This past January, astronomer Bill Gray said that the upper stage of a SpaceX Falcon 9 rocket would collide with the Moon sometime in early March. As you might expect, the prediction set off a flurry of media coverage, much of it critical of Elon Musk and his private space firm. After all, the event would be a rare misstep for SpaceX.

But it turns out Elon and company are not about to lose face. Instead, it’s more likely that fate will befall China. That’s because Gray now says he made a mistake in his initial identification of a piece of space debris he and other astronomers dubbed WE0913A in 2015.

When Gray and his colleagues first spotted the object, several clues led them to believe it was the second stage of a Falcon 9 rocket that carried the National Oceanic and Atmospheric Administration’s DSCOVR satellite into deep orbit that same year. The object’s identification would have probably gone unreported in mainstream media if astronomers didn’t subsequently discover it was about to collide with the Moon.

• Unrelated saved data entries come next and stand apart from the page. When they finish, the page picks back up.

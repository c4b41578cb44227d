//! Observation rows and the columns that windowed queries can address.
//!
//! An [`Observation`] is one immutable sensor reading. Units are fixed per
//! field and encoded in the field names: pressures in hPa, rainfall in mm,
//! speeds in km/h, temperatures in °C, irradiance in W/m².

use chrono::{DateTime, Utc};
use serde::{Deserialize, Serialize};

/// One timestamped weather station reading.
///
/// The `id` is assigned by the store on insert; any value present on an
/// observation passed to [`crate::store::ObservationStore::insert`] is ignored.
#[derive(Debug, Clone, PartialEq, Serialize, Deserialize)]
pub struct Observation {
    /// Surrogate identifier, monotonic and never reused.
    #[serde(default)]
    pub id: u64,
    /// Instant the reading was taken.
    pub timestamp: DateTime<Utc>,
    /// Absolute (station) barometric pressure.
    #[serde(default)]
    pub barometric_abs_hpa: f64,
    /// Relative (sea level) barometric pressure.
    #[serde(default)]
    pub barometric_rel_hpa: f64,
    /// Rain counter that resets every hour.
    #[serde(default)]
    pub hourly_rain_mm: f64,
    /// Rain counter that resets every day.
    #[serde(default)]
    pub daily_rain_mm: f64,
    /// Rain counter that resets every week.
    #[serde(default)]
    pub weekly_rain_mm: f64,
    /// Rain counter that resets every month.
    #[serde(default)]
    pub monthly_rain_mm: f64,
    /// Rain counter since the station was installed.
    #[serde(default)]
    pub total_rain_mm: f64,
    /// Rain counter for the current rain event.
    #[serde(default)]
    pub event_rain_mm: f64,
    /// Current rain rate per hour.
    #[serde(default)]
    pub rain_rate_mm: f64,
    /// Outdoor relative humidity, percent.
    #[serde(default)]
    pub humidity_outdoor: u8,
    /// Indoor relative humidity, percent.
    #[serde(default)]
    pub humidity_indoor: u8,
    /// Wind direction in degrees.
    #[serde(default)]
    pub wind_dir_deg: f64,
    /// Wind gust speed.
    #[serde(default)]
    pub wind_gust_kph: f64,
    /// Wind speed.
    #[serde(default)]
    pub wind_speed_kph: f64,
    /// Maximum gust reported by the station for the day.
    #[serde(default)]
    pub max_daily_gust_kph: f64,
    /// Solar radiation.
    #[serde(default)]
    pub solar_radiation_wm2: f64,
    /// Outdoor temperature.
    #[serde(default)]
    pub temp_outdoor_c: f64,
    /// Indoor temperature.
    #[serde(default)]
    pub temp_indoor_c: f64,
    /// UV index.
    #[serde(default)]
    pub uv_index: u8,
}

impl Observation {
    /// Creates an observation at `timestamp` with every measurement zeroed.
    pub fn new(timestamp: DateTime<Utc>) -> Self {
        Self {
            id: 0,
            timestamp,
            barometric_abs_hpa: 0.0,
            barometric_rel_hpa: 0.0,
            hourly_rain_mm: 0.0,
            daily_rain_mm: 0.0,
            weekly_rain_mm: 0.0,
            monthly_rain_mm: 0.0,
            total_rain_mm: 0.0,
            event_rain_mm: 0.0,
            rain_rate_mm: 0.0,
            humidity_outdoor: 0,
            humidity_indoor: 0,
            wind_dir_deg: 0.0,
            wind_gust_kph: 0.0,
            wind_speed_kph: 0.0,
            max_daily_gust_kph: 0.0,
            solar_radiation_wm2: 0.0,
            temp_outdoor_c: 0.0,
            temp_indoor_c: 0.0,
            uv_index: 0,
        }
    }
}

/// A numeric observation field addressable by windowed queries.
#[derive(Debug, Clone, Copy, PartialEq, Eq, Hash, Serialize, Deserialize)]
#[serde(rename_all = "snake_case")]
pub enum Column {
    /// [`Observation::barometric_abs_hpa`].
    BarometricAbs,
    /// [`Observation::barometric_rel_hpa`].
    BarometricRel,
    /// [`Observation::hourly_rain_mm`].
    HourlyRain,
    /// [`Observation::daily_rain_mm`].
    DailyRain,
    /// [`Observation::weekly_rain_mm`].
    WeeklyRain,
    /// [`Observation::monthly_rain_mm`].
    MonthlyRain,
    /// [`Observation::total_rain_mm`].
    TotalRain,
    /// [`Observation::event_rain_mm`].
    EventRain,
    /// [`Observation::rain_rate_mm`].
    RainRate,
    /// [`Observation::humidity_outdoor`].
    HumidityOutdoor,
    /// [`Observation::humidity_indoor`].
    HumidityIndoor,
    /// [`Observation::wind_dir_deg`].
    WindDirection,
    /// [`Observation::wind_gust_kph`].
    WindGust,
    /// [`Observation::wind_speed_kph`].
    WindSpeed,
    /// [`Observation::max_daily_gust_kph`].
    MaxDailyGust,
    /// [`Observation::solar_radiation_wm2`].
    SolarRadiation,
    /// [`Observation::temp_outdoor_c`].
    TempOutdoor,
    /// [`Observation::temp_indoor_c`].
    TempIndoor,
    /// [`Observation::uv_index`].
    UvIndex,
}

impl Column {
    /// Reads this column from an observation.
    pub fn value(self, observation: &Observation) -> f64 {
        match self {
            Self::BarometricAbs => observation.barometric_abs_hpa,
            Self::BarometricRel => observation.barometric_rel_hpa,
            Self::HourlyRain => observation.hourly_rain_mm,
            Self::DailyRain => observation.daily_rain_mm,
            Self::WeeklyRain => observation.weekly_rain_mm,
            Self::MonthlyRain => observation.monthly_rain_mm,
            Self::TotalRain => observation.total_rain_mm,
            Self::EventRain => observation.event_rain_mm,
            Self::RainRate => observation.rain_rate_mm,
            Self::HumidityOutdoor => f64::from(observation.humidity_outdoor),
            Self::HumidityIndoor => f64::from(observation.humidity_indoor),
            Self::WindDirection => observation.wind_dir_deg,
            Self::WindGust => observation.wind_gust_kph,
            Self::WindSpeed => observation.wind_speed_kph,
            Self::MaxDailyGust => observation.max_daily_gust_kph,
            Self::SolarRadiation => observation.solar_radiation_wm2,
            Self::TempOutdoor => observation.temp_outdoor_c,
            Self::TempIndoor => observation.temp_indoor_c,
            Self::UvIndex => f64::from(observation.uv_index),
        }
    }

    /// Column name as it appears on [`Observation`] and in logs.
    pub fn name(self) -> &'static str {
        match self {
            Self::BarometricAbs => "barometric_abs_hpa",
            Self::BarometricRel => "barometric_rel_hpa",
            Self::HourlyRain => "hourly_rain_mm",
            Self::DailyRain => "daily_rain_mm",
            Self::WeeklyRain => "weekly_rain_mm",
            Self::MonthlyRain => "monthly_rain_mm",
            Self::TotalRain => "total_rain_mm",
            Self::EventRain => "event_rain_mm",
            Self::RainRate => "rain_rate_mm",
            Self::HumidityOutdoor => "humidity_outdoor",
            Self::HumidityIndoor => "humidity_indoor",
            Self::WindDirection => "wind_dir_deg",
            Self::WindGust => "wind_gust_kph",
            Self::WindSpeed => "wind_speed_kph",
            Self::MaxDailyGust => "max_daily_gust_kph",
            Self::SolarRadiation => "solar_radiation_wm2",
            Self::TempOutdoor => "temp_outdoor_c",
            Self::TempIndoor => "temp_indoor_c",
            Self::UvIndex => "uv_index",
        }
    }
}
/// Station and reporting settings the generator needs.
#[derive(Debug, Clone, PartialEq)]
pub struct GeneratorConfig {
    /// Station latitude, WGS84 degrees.
    pub latitude: f64,
    /// Station longitude, WGS84 degrees.
    pub longitude: f64,
    /// Barometer reading used for pressure, trend and extremes.
    pub barometric_measurement: BarometricMeasurement,
    /// Age after which the latest observation counts as lost contact.
    pub contact_timeout: TimeDelta,
    /// Unit for cloud base height.
    pub cloud_base_units: CloudBaseUnit,
    /// Protocol version string.
    pub version: String,
    /// Protocol build number.
    pub build_number: u32,
    /// Wind speed unit label.
    pub wind_units: String,
    /// Temperature unit label.
    pub temp_units: String,
    /// Pressure unit label.
    pub pressure_units: String,
    /// Rainfall unit label.
    pub rain_units: String,
}

impl Default for GeneratorConfig {
    fn default() -> Self {
        Self {
            latitude: 0.0,
            longitude: 0.0,
            barometric_measurement: BarometricMeasurement::Absolute,
            contact_timeout: TimeDelta::seconds(900),
            cloud_base_units: CloudBaseUnit::Metres,
            version: "1.8.2".to_string(),
            build_number: 1,
            wind_units: "km/h".to_string(),
            temp_units: "C".to_string(),
            pressure_units: "hPa".to_string(),
            rain_units: "mm".to_string(),
        }
    }
}

/// Builds [`Statistics`] snapshots from an observation store.
pub struct StatisticsGenerator<S> {
    store: S,
    config: GeneratorConfig,
    sun: Box<dyn SunCalculator>,
}

impl<S> std::fmt::Debug for StatisticsGenerator<S> {
    fn fmt(&self, f: &mut std::fmt::Formatter<'_>) -> std::fmt::Result {
        f.debug_struct("StatisticsGenerator")
            .field("config", &self.config)
            .finish_non_exhaustive()
    }
}

impl<S: ObservationStore> StatisticsGenerator<S> {
    /// Creates a generator using the default sunrise/sunset calculator.
    pub fn new(store: S, config: GeneratorConfig) -> Self {
        Self {
            store,
            config,
            sun: Box::new(SpaCalculator),
        }
    }

    /// Replaces the sunrise/sunset calculator.
    #[must_use]
    pub fn with_sun_calculator(mut self, sun: Box<dyn SunCalculator>) -> Self {
        self.sun = sun;
        self
    }

    /// Returns the generator configuration.
    pub fn config(&self) -> &GeneratorConfig {
        &self.config
    }

    /// Returns the underlying store.
    pub fn store(&self) -> &S {
        &self.store
    }

    /// Generates the snapshot for `now`.
    ///
    /// Calendar windows use the timezone of `now`; every time in the result
    /// is expressed in it.
    ///
    /// # Errors
    ///
    /// Returns [`GenerateError::NoObservation`] if nothing was recorded at or
    /// before `now`, or a store error if the store cannot be read.
    pub fn generate<Tz: TimeZone>(&self, now: &DateTime<Tz>) -> Result<Statistics> {
        let now_utc = now.with_timezone(&Utc);
        let view = self.store.view()?;

        // 1. Current conditions.
        let current = view
            .last_at_or_before(now_utc)?
            .ok_or(GenerateError::NoObservation { at: now_utc })?;

        let config = &self.config;
        let pressure = config.barometric_measurement.column();
        let humidity = f64::from(current.humidity_outdoor);

        let mut stats = Statistics::new(now.fixed_offset());
        self.copy_current(&mut stats, &current);
        stats.barometric_pressure = pressure.value(&current);

        // 2. Dew point.
        stats.dew_point = dew_point(current.temp_outdoor_c, humidity);

        // 3. Daily averages.
        let day = Window::local_day(now);
        stats.wind_speed_avg = view.average(Column::WindSpeed, &day)?;
        let bearing_avg = view.average(Column::WindDirection, &day)?;

        // 4. Compass points.
        stats.wind_direction = CardinalDirection::from_degrees(current.wind_dir_deg);
        stats.wind_direction_avg = CardinalDirection::from_degrees(bearing_avg);

        // 5. Beaufort force.
        stats.wind_force = BeaufortForce::from_speed(kph_to_mps(stats.wind_speed_avg));

        // 6. Wind run: km/h x s -> m -> km.
        let kph_seconds = view.delta_weighted_sum(Column::WindSpeed, &day)?;
        stats.wind_run = kph_to_mps(kph_seconds) / 1000.0;

        // 7. Trends.
        let trend = Window::trailing(now, TREND_WINDOW);
        stats.pressure_trend = trend_over(&view, pressure, &trend)?;
        stats.temp_trend = trend_over(&view, Column::TempOutdoor, &trend)?;

        // 8. Daily extremes.
        let midnight = local_midnight(now).with_timezone(&now.timezone()).fixed_offset();
        let extreme = |column, kind| daily_extreme(&view, now, column, kind, &day, midnight);
        stats.today_temp_hi = extreme(Column::TempOutdoor, Extremum::Max)?;
        stats.today_temp_lo = extreme(Column::TempOutdoor, Extremum::Min)?;
        stats.today_wind_hi = extreme(Column::WindSpeed, Extremum::Max)?;
        stats.today_gust_hi = extreme(Column::WindGust, Extremum::Max)?;
        stats.today_pressure_hi = extreme(pressure, Extremum::Max)?;
        stats.today_pressure_lo = extreme(pressure, Extremum::Min)?;

        // 9. Rainfall during the last completed hour.
        let last_hour = Window::previous_local_hour(now);
        stats.rainfall_last_hour = max_or_zero(&view, Column::HourlyRain, &last_hour)?;

        // 10. Ten-minute figures.
        let ten = Window::trailing(now, TEN_MINUTES);
        stats.ten_min_gust_hi = max_or_zero(&view, Column::WindGust, &ten)?;
        stats.ten_min_bearing_avg = view.average(Column::WindDirection, &ten)?;

        // 11. Comfort indices.
        stats.heat_index = heat_index(current.temp_outdoor_c, humidity);
        stats.humidex = humidex(current.temp_outdoor_c, humidity);

        // 12. Daylight.
        stats.is_daylight = is_daylight(now, config.latitude, config.longitude, self.sun.as_ref());

        // 13. Wind chill, apparent and feels-like temperature.
        let apparent = apparent_temperature(
            current.temp_outdoor_c,
            kph_to_mps(current.wind_speed_kph),
            humidity,
        );
        stats.wind_chill = apparent;
        stats.apparent_temperature = apparent;
        stats.feels_like = apparent;

        // Yesterday's rainfall: the daily counter peaks just before reset.
        let yesterday = Window::previous_local_day(now);
        stats.yesterday_rainfall = max_or_zero(&view, Column::DailyRain, &yesterday)?;

        stats.cloud_base = self.cloud_base(current.temp_outdoor_c, stats.dew_point);
        stats.sensor_contact_lost = now_utc - current.timestamp > config.contact_timeout;

        drop(view);

        debug!(
            now = %stats.timestamp,
            observation = current.id,
            wind_run_km = stats.wind_run,
            pressure_trend = stats.pressure_trend,
            temp_trend = stats.temp_trend,
            daylight = stats.is_daylight,
            "generated statistics"
        );

        Ok(stats)
    }

    /// Copies the fields taken verbatim from the latest observation.
    fn copy_current(&self, stats: &mut Statistics, current: &Observation) {
        let config = &self.config;

        stats.outdoor_temperature = current.temp_outdoor_c;
        stats.outdoor_humidity = current.humidity_outdoor;
        stats.indoor_temperature = current.temp_indoor_c;
        stats.indoor_humidity = current.humidity_indoor;
        stats.wind_speed_last = current.wind_speed_kph;
        stats.wind_bearing = current.wind_dir_deg;
        stats.rain_rate = current.rain_rate_mm;
        stats.rainfall_today = current.daily_rain_mm;
        stats.monthly_rainfall = current.monthly_rain_mm;
        stats.yearly_rainfall = current.total_rain_mm;
        stats.solar_radiation = current.solar_radiation_wm2;
        stats.uv_index = current.uv_index;

        stats.wind_units.clone_from(&config.wind_units);
        stats.temp_units.clone_from(&config.temp_units);
        stats.pressure_units.clone_from(&config.pressure_units);
        stats.rain_units.clone_from(&config.rain_units);
        stats.version.clone_from(&config.version);
        stats.build_number = config.build_number;
        stats.cloud_base_units = config.cloud_base_units;
    }

    /// Cloud base in the configured unit, rounded to whole units.
    // Clamped at zero and far below u32::MAX.
    #[allow(clippy::cast_possible_truncation, clippy::cast_sign_loss)]
    fn cloud_base(&self, temp_c: f64, dew_c: f64) -> u32 {
        let metres = cloud_base_m(temp_c, dew_c);
        let height = match self.config.cloud_base_units {
            CloudBaseUnit::Metres => metres,
            CloudBaseUnit::Feet => metres_to_feet(metres),
        };
        height.round() as u32
    }
}

/// Change of `column` over `window` from the least-squares slope.
fn trend_over<V: ObservationView>(view: &V, column: Column, window: &Window) -> Result<f64> {
    let series = view.paired_series(column, window)?;
    let seconds = crate::query::seconds(window.length());
    Ok(least_squares_slope(&series).map_or(0.0, |slope| slope * seconds))
}

fn max_or_zero<V: ObservationView>(view: &V, column: Column, window: &Window) -> Result<f64> {
    Ok(view
        .extremum(column, Extremum::Max, window)?
        .map_or(0.0, |sample| sample.value))
}

/// Daily extreme in local time, or zero at local midnight when the day is empty.
fn daily_extreme<V: ObservationView, Tz: TimeZone>(
    view: &V,
    now: &DateTime<Tz>,
    column: Column,
    kind: Extremum,
    day: &Window,
    midnight: DateTime<FixedOffset>,
) -> Result<Extreme> {
    Ok(match view.extremum(column, kind, day)? {
        Some(sample) => Extreme {
            value: sample.value,
            time: sample.timestamp.with_timezone(&now.timezone()).fixed_offset(),
        },
        None => Extreme::empty(midnight),
    })
}
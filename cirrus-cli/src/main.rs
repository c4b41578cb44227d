//! CLI for the cirrus weather statistics engine.
//!
//! Provides commands for loading observations, inspecting statistics and
//! running the realtime publishing loop.

use std::io::BufReader;
use std::path::{Path, PathBuf};
use std::sync::Arc;

use chrono::{DateTime, FixedOffset, Local, Utc};
use clap::{Parser, Subcommand};
use tracing_subscriber::EnvFilter;

use cirrus::realtime::marshal;
use cirrus::{
    Config, ObservationStore, ObservationView, OnBadLine, RealtimeService, StatisticsGenerator,
    Store, ingest_lines,
};

/// cirrus: weather station statistics and realtime record CLI.
#[derive(Parser)]
#[command(name = "cirrus", version, about)]
struct Cli {
    /// Path to the TOML configuration file. Defaults apply when omitted.
    #[arg(long, global = true)]
    config: Option<PathBuf>,

    /// Store directory, overriding `database_path` from the config.
    #[arg(long, global = true)]
    store: Option<PathBuf>,

    #[command(subcommand)]
    command: Commands,
}

/// Available CLI commands.
#[derive(Subcommand)]
enum Commands {
    /// Insert observations from a file of JSON lines.
    Ingest {
        /// File with one JSON observation per line.
        path: PathBuf,
    },

    /// Print the latest observation as JSON.
    Last {
        /// Instant to look back from, RFC 3339. Defaults to now.
        #[arg(long)]
        at: Option<String>,
    },

    /// Print the statistics snapshot as JSON.
    Stats {
        /// Instant to generate for, RFC 3339. Defaults to now. Trailing
        /// windows end before this instant, so a reading stamped exactly
        /// at it only counts toward the current values.
        #[arg(long)]
        at: Option<String>,
    },

    /// Print or write the realtime record.
    Realtime {
        /// Instant to generate for, RFC 3339. Defaults to now. Trailing
        /// windows end before this instant, so a reading stamped exactly
        /// at it only counts toward the current values.
        #[arg(long)]
        at: Option<String>,

        /// Write the record to this file instead of stdout.
        #[arg(long)]
        output: Option<PathBuf>,
    },

    /// Publish the realtime record on the configured schedule until killed.
    ///
    /// JSON observation lines written to stdin are inserted as they
    /// arrive, so a station feed can be piped straight in. This process
    /// owns the store while it runs.
    Watch,
}

fn main() {
    tracing_subscriber::fmt()
        .with_env_filter(
            EnvFilter::try_from_default_env().unwrap_or_else(|_| EnvFilter::new("info")),
        )
        .with_writer(std::io::stderr)
        .init();

    let cli = Cli::parse();

    let result = load_config(cli.config.as_deref(), cli.store).and_then(|config| {
        match cli.command {
            Commands::Ingest { path } => cmd_ingest(&config, &path),
            Commands::Last { at } => cmd_last(&config, at.as_deref()),
            Commands::Stats { at } => cmd_stats(&config, at.as_deref()),
            Commands::Realtime { at, output } => {
                cmd_realtime(&config, at.as_deref(), output.as_deref())
            }
            Commands::Watch => cmd_watch(&config),
        }
    });

    if let Err(e) = result {
        eprintln!("Error: {e}");
        std::process::exit(1);
    }
}

/// Loads the config file if one was given and applies overrides.
fn load_config(
    path: Option<&Path>,
    store: Option<PathBuf>,
) -> Result<Config, Box<dyn std::error::Error>> {
    let mut config = match path {
        Some(path) => Config::load(path)?,
        None => Config::default(),
    };
    if let Some(store) = store {
        config.database_path = store;
    }
    Ok(config)
}

/// Parses `--at`, defaulting to the current local time.
fn parse_at(at: Option<&str>) -> Result<DateTime<FixedOffset>, Box<dyn std::error::Error>> {
    match at {
        Some(s) => DateTime::parse_from_rfc3339(s)
            .map_err(|e| format!("Invalid --at '{s}': {e}").into()),
        None => Ok(Local::now().fixed_offset()),
    }
}

fn open_generator(
    config: &Config,
) -> Result<StatisticsGenerator<Store>, Box<dyn std::error::Error>> {
    let store = Store::open(&config.database_path)?;
    Ok(StatisticsGenerator::new(store, config.generator_config()))
}

/// Implements `cirrus ingest <path>`.
fn cmd_ingest(config: &Config, path: &Path) -> Result<(), Box<dyn std::error::Error>> {
    let store = Store::open(&config.database_path)?;
    let reader = BufReader::new(std::fs::File::open(path)?);

    let summary = ingest_lines(&store, reader, OnBadLine::Abort)
        .map_err(|e| format!("{}: {e}", path.display()))?;

    println!(
        "Ingested {} observations into {}",
        summary.inserted,
        config.database_path.display()
    );
    Ok(())
}

/// Implements `cirrus last`.
fn cmd_last(config: &Config, at: Option<&str>) -> Result<(), Box<dyn std::error::Error>> {
    let at = parse_at(at)?.with_timezone(&Utc);
    let store = Store::open(&config.database_path)?;
    let view = store.view()?;

    match view.last_at_or_before(at)? {
        Some(observation) => println!("{}", serde_json::to_string_pretty(&observation)?),
        None => return Err(format!("No observation at or before {at}").into()),
    }
    Ok(())
}

/// Implements `cirrus stats`.
fn cmd_stats(config: &Config, at: Option<&str>) -> Result<(), Box<dyn std::error::Error>> {
    let at = parse_at(at)?;
    let stats = open_generator(config)?.generate(&at)?;
    println!("{}", serde_json::to_string_pretty(&stats)?);
    Ok(())
}

/// Implements `cirrus realtime`.
fn cmd_realtime(
    config: &Config,
    at: Option<&str>,
    output: Option<&Path>,
) -> Result<(), Box<dyn std::error::Error>> {
    let at = parse_at(at)?;
    let record = marshal(&open_generator(config)?.generate(&at)?);

    match output {
        Some(path) => {
            std::fs::write(path, &record)?;
            println!("Wrote {} bytes to {}", record.len(), path.display());
        }
        None => println!("{}", String::from_utf8_lossy(&record)),
    }
    Ok(())
}

/// Implements `cirrus watch`.
fn cmd_watch(config: &Config) -> Result<(), Box<dyn std::error::Error>> {
    let store = Arc::new(Store::open(&config.database_path)?);

    let feed = Arc::clone(&store);
    std::thread::Builder::new()
        .name("cirrus-stdin".into())
        .spawn(move || {
            let stdin = std::io::stdin();
            match ingest_lines(&*feed, stdin.lock(), OnBadLine::Skip) {
                Ok(summary) => tracing::info!(
                    inserted = summary.inserted,
                    skipped = summary.skipped,
                    "stdin closed"
                ),
                Err(e) => tracing::error!(error = %e, "stdin ingest stopped"),
            }
        })?;

    let generator = StatisticsGenerator::new(store, config.generator_config());
    let service = RealtimeService::new(generator, config.schedule()?, &config.realtime.output_path);
    tracing::info!(store = %config.database_path.display(), "watching for realtime publishing");

    // The sender is never used; the loop runs until the process is killed.
    let (_stop_tx, stop_rx) = crossbeam_channel::bounded::<()>(0);
    service.run(&stop_rx);
    Ok(())
}
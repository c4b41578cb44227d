//! Comfort indices and cloud base.

use super::dew_point::dew_point;

/// Coefficients of the Celsius heat index polynomial, `c1` through `c9`.
const HEAT_INDEX_COEFFICIENTS: [f64; 9] = [
    -8.784_694_755_56,
    1.611_394_11,
    2.338_548_838_89,
    -0.146_116_05,
    -0.012_308_094,
    -0.016_424_827_777_8,
    0.002_211_732,
    0.000_725_46,
    -0.000_003_582,
];

/// Below this temperature the heat index is the air temperature.
const HEAT_INDEX_THRESHOLD_C: f64 = 27.0;

/// Metres of cloud base per °C of temperature/dew point spread.
const CLOUD_BASE_M_PER_C: f64 = 125.0;

/// Heat index in °C.
///
/// Returns `temp_c` unchanged below 27 °C, where the regression does not apply.
pub fn heat_index(temp_c: f64, rh: f64) -> f64 {
    if temp_c < HEAT_INDEX_THRESHOLD_C {
        return temp_c;
    }

    let [c1, c2, c3, c4, c5, c6, c7, c8, c9] = HEAT_INDEX_COEFFICIENTS;
    let t = temp_c;
    let r = rh;
    let t2 = t * t;
    let r2 = r * r;

    c1 + c2 * t + c3 * r + c4 * t * r + c5 * t2 + c6 * r2 + c7 * t2 * r + c8 * t * r2 + c9 * t2 * r2
}

/// Humidex in °C, computed from the dew point.
pub fn humidex(temp_c: f64, rh: f64) -> f64 {
    let dew = dew_point(temp_c, rh);
    let vapour_pressure = 6.11 * (5417.753 * (1.0 / 273.16 - 1.0 / (273.15 + dew))).exp();
    temp_c + (5.0 / 9.0) * (vapour_pressure - 10.0)
}

/// Australian apparent temperature in °C for wind speed `wind_mps`.
///
/// The same value serves as wind chill and feels-like temperature.
pub fn apparent_temperature(temp_c: f64, wind_mps: f64, rh: f64) -> f64 {
    let vapour_pressure = (rh / 100.0) * 6.105 * (17.27 * temp_c / (237.7 + temp_c)).exp();
    temp_c + 0.33 * vapour_pressure - 0.7 * wind_mps - 4.0
}

/// Estimated cumulus cloud base in metres above the station.
///
/// Clamped at zero when the dew point is above the air temperature.
pub fn cloud_base_m(temp_c: f64, dew_c: f64) -> f64 {
    ((temp_c - dew_c) * CLOUD_BASE_M_PER_C).max(0.0)
}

“Back in 2015, I (mis)identified this object as 2015-007B, the second stage of the DSCOVR spacecraft,” Gray said in a blog post he published on Saturday that was spotted Ars Technica. “I had pretty good circumstantial evidence for the identification, but nothing conclusive,” Gray added. “That was not at all unusual. Identifications of high-flying space junk often require a bit of detective work, and sometimes, we never do figure out the ID for a bit of space junk.”

We may have never known the actual identity of the debris if not for NASA Jet Propulsion Laboratory engineer Jon Giorgini. He contacted Gray on Saturday to ask about the identification. According to Giorgini, NASA’s Horizons system, a database that can estimate the location and orbit of almost half a million celestial bodies in our solar system, showed that the DSCOVR spacecraft’s trajectory didn’t take it close to the Moon. As such, it would be unusual if its second stage were to stray off course then and hit the satellite. Giorgini’s email prompted Gray to reexamine the data he used to make the initial identification.

Gray now says he’s reasonably certain the rocket that’s about to collide with the moon belongs to China. In October 2014, the country’s space agency launched its Chang’e 5-T1 mission on a Long March 3C rocket. After reconstructing the probable trajectory of that mission, he found that the Long March 3C is the best fit for the mystery object that’s about to hit Earth’s natural satellite. “Running the orbit back to launch for the Chinese spacecraft makes ample sense,” he told The Verge. “It winds up with an orbit that goes past the Moon at the right time after launch.”

Gray went on to tell The Verge that episodes like this underline the need for more information on rockets boosters that travel into deep space. “The only folks that I know of who pay attention to these old rocket boosters are the asteroid tracking community,” he told the outlet. “This sort of thing would be considerably easier if the folks who launch spacecraft — if there was some regulatory environment where they had to report something.”